Synthesis of C8‐Vinyl Chlorophylls d and f Impairs Far‐Red Light Photoacclimation and Growth Under Far‐Red Light
Afeefa K. Chaudhary, Lorenz K. Fuchs, Krzysztof Pawlak, Gregory F. Dykes, Royston Goodacre, Dennis J. Nürnberg, Daniel P. Canniffe

TL;DR
This study shows that a specific enzyme is crucial for cyanobacteria to adapt to far-red light by modifying chlorophylls.
Contribution
The study identifies the role of the BciB enzyme in reducing 8-vinyl groups during far-red light acclimation in cyanobacteria.
Findings
Disruption of the bciB gene leads to synthesis of 8-vinyl chlorophylls d and f under far-red light.

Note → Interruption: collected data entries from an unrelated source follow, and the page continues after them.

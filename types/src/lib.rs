//! Fundamental types for the lattice election core.
//!
//! This crate defines the types shared across every other crate in the workspace:
//! accounts, hashes, roots, amounts, timestamps, blocks and votes.

pub mod account;
pub mod amount;
pub mod block;
pub mod error;
pub mod hash;
pub mod keys;
pub mod network;
pub mod time;
pub mod vote;

pub use account::Account;
pub use amount::Amount;
pub use block::{Block, BlockBuilder};
pub use error::TypesError;
pub use hash::{BlockHash, QualifiedRoot, Root};
pub use keys::{KeyPair, PrivateKey, Signature};
pub use network::Network;
pub use time::Timestamp;
pub use vote::Vote;

/// Blake2b with a 256-bit digest, the hash used for blocks and votes.
pub(crate) type Blake2b256 = blake2::Blake2b<blake2::digest::consts::U32>;
//! Read and write transactions over the LMDB databases.

use heed::{RoTxn, RwTxn};
use lattice_store::{ReadTxn, StoreError, Table, WriteTxn};

use crate::environment::Databases;
use crate::LmdbError;

fn collect(
    txn: &RoTxn<'_>,
    dbs: &Databases,
    table: Table,
) -> Result<Vec<(Vec<u8>, Vec<u8>)>, StoreError> {
    let iter = dbs.get(table).iter(txn).map_err(LmdbError::from)?;
    let mut entries = Vec::new();
    for entry in iter {
        let (key, value) = entry.map_err(LmdbError::from)?;
        entries.push((key.to_vec(), value.to_vec()));
    }
    Ok(entries)
}

pub struct LmdbReadTxn<'env> {
    txn: RoTxn<'env>,
    dbs: Databases,
}

impl<'env> LmdbReadTxn<'env> {
    pub(crate) fn new(txn: RoTxn<'env>, dbs: Databases) -> Self {
        Self { txn, dbs }
    }
}

impl ReadTxn for LmdbReadTxn<'_> {
    fn get(&self, table: Table, key: &[u8]) -> Result<Option<Vec<u8>>, StoreError> {
        let value = self
            .dbs
            .get(table)
            .get(&self.txn, key)
            .map_err(LmdbError::from)?;
        Ok(value.map(<[u8]>::to_vec))
    }

    fn iter(&self, table: Table) -> Result<Vec<(Vec<u8>, Vec<u8>)>, StoreError> {
        collect(&self.txn, &self.dbs, table)
    }

    fn count(&self, table: Table) -> Result<u64, StoreError> {
        Ok(self.dbs.get(table).len(&self.txn).map_err(LmdbError::from)?)
    }
}

/// Holds the single LMDB writer lock until committed or dropped.
pub struct LmdbWriteTxn<'env> {
    txn: RwTxn<'env>,
    dbs: Databases,
}

impl<'env> LmdbWriteTxn<'env> {
    pub(crate) fn new(txn: RwTxn<'env>, dbs: Databases) -> Self {
        Self { txn, dbs }
    }
}

impl ReadTxn for LmdbWriteTxn<'_> {
    fn get(&self, table: Table, key: &[u8]) -> Result<Option<Vec<u8>>, StoreError> {
        let value = self
            .dbs
            .get(table)
            .get(&self.txn, key)
            .map_err(LmdbError::from)?;
        Ok(value.map(<[u8]>::to_vec))
    }

    fn iter(&self, table: Table) -> Result<Vec<(Vec<u8>, Vec<u8>)>, StoreError> {
        collect(&self.txn, &self.dbs, table)
    }

    fn count(&self, table: Table) -> Result<u64, StoreError> {
        Ok(self.dbs.get(table).len(&self.txn).map_err(LmdbError::from)?)
    }
}

impl WriteTxn for LmdbWriteTxn<'_> {
    fn put(&mut self, table: Table, key: &[u8], value: &[u8]) -> Result<(), StoreError> {
        self.dbs
            .get(table)
            .put(&mut self.txn, key, value)
            .map_err(LmdbError::from)?;
        Ok(())
    }

    fn delete(&mut self, table: Table, key: &[u8]) -> Result<bool, StoreError> {
        Ok(self
            .dbs
            .get(table)
            .delete(&mut self.txn, key)
            .map_err(LmdbError::from)?)
    }

    fn commit(self: Box<Self>) -> Result<(), StoreError> {
        self.txn.commit().map_err(LmdbError::from)?;
        Ok(())
    }
}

The mutant strain shows impaired far-red light photoacclimation and altered membrane structure.
8-vinyl group reduction is essential for proper photosystem assembly and light adaptation.
Abstract
The inducible biosynthesis of chlorophylls d and f enables a subset of specialised cyanobacteria to perform oxygenic photosynthesis under far‐red light—in the absence of visible wavelengths—via a process termed far‐red light photoacclimation. These pigments, like the more common chlorophylls a and b, typically carry an ethyl substituent at the C8 position of the macrocycle, formed by reduction of a vinyl group by an 8‐vinyl reductase enzyme. Here, we disrupted the gene encoding BciB, an 8‐vinyl reductase found in the majority of cyanobacteria, in Chroococcidiopsis thermalis PCC 7203, a model organism for studying far‐red light photoacclimation. Disruption of bciB results in the synthesis of 8‐vinyl chlorophyll a when cells are grown in white light; upon switching to far‐red light, 8‐vinyl forms of chlorophylls d and f, which have not been detected in nature, are synthesised in this…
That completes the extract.